- [Records shown]
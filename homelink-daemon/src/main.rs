//! homelinkd: the home state bridge.
//!
//! Runs the hub over an in-memory state store, the WebSocket server for
//! observers and sensor producers, and the HTTP control API.
//!
//! Usage: `homelinkd [CONFIG]`. Without an argument, `homelink.toml` and
//! `config/homelink.toml` are tried before falling back to defaults.

use anyhow::{Context, Result};
use log::info;
use std::path::PathBuf;
use std::sync::Arc;
use tokio::net::TcpListener;
use tokio::sync::oneshot;

use homelink_sync::config::BridgeConfig;
use homelink_sync::control;
use homelink_sync::hub::Hub;
use homelink_sync::server::SyncServer;
use homelink_sync::store::{DynStore, MemoryStore};

#[tokio::main]
async fn main() -> Result<()> {
    let path = std::env::args().nth(1).map(PathBuf::from).or_else(BridgeConfig::discover);
    let config = match &path {
        Some(path) => BridgeConfig::load(path)?,
        None => BridgeConfig::default(),
    };

    env_logger::Builder::from_env(
        env_logger::Env::default().default_filter_or(config.logging.level.as_str()),
    )
    .init();
    match &path {
        Some(path) => info!("Loaded configuration from {}", path.display()),
        None => info!("No configuration file found, using defaults"),
    }

    let store: DynStore = Arc::new(MemoryStore::new());
    let hub = Arc::new(Hub::new(store, config.hub_config()));
    if hub.ensure_layout().await? {
        info!("Seeded default state layout");
    }

    let http_listener = TcpListener::bind(&config.server.http_addr)
        .await
        .with_context(|| format!("binding control API address {}", config.server.http_addr))?;
    let (stop_tx, stop_rx) = oneshot::channel::<()>();
    let control = tokio::spawn(control::serve_with_shutdown(
        http_listener,
        hub.clone(),
        async move {
            let _ = stop_rx.await;
        },
    ));

    let server = SyncServer::new(config.server.clone(), hub.clone());
    tokio::select! {
        result = server.run() => {
            result.with_context(|| format!("sync server on {} stopped", server.ws_addr()))?;
        }
        _ = tokio::signal::ctrl_c() => info!("Shutting down"),
    }

    hub.shutdown().await;
    let _ = stop_tx.send(());
    control.await?.context("control API stopped")?;
    Ok(())
}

- [Work required] Return, with no change at all, every line in the entries above from the line containing "result = server.run()" through the line containing "hub.shutdown().await;".

- [Output of the task]
        result = server.run() => {
            result.with_context(|| format!("sync server on {} stopped", server.ws_addr()))?;
        }
        _ = tokio::signal::ctrl_c() => info!("Shutting down"),
    }

    hub.shutdown().await;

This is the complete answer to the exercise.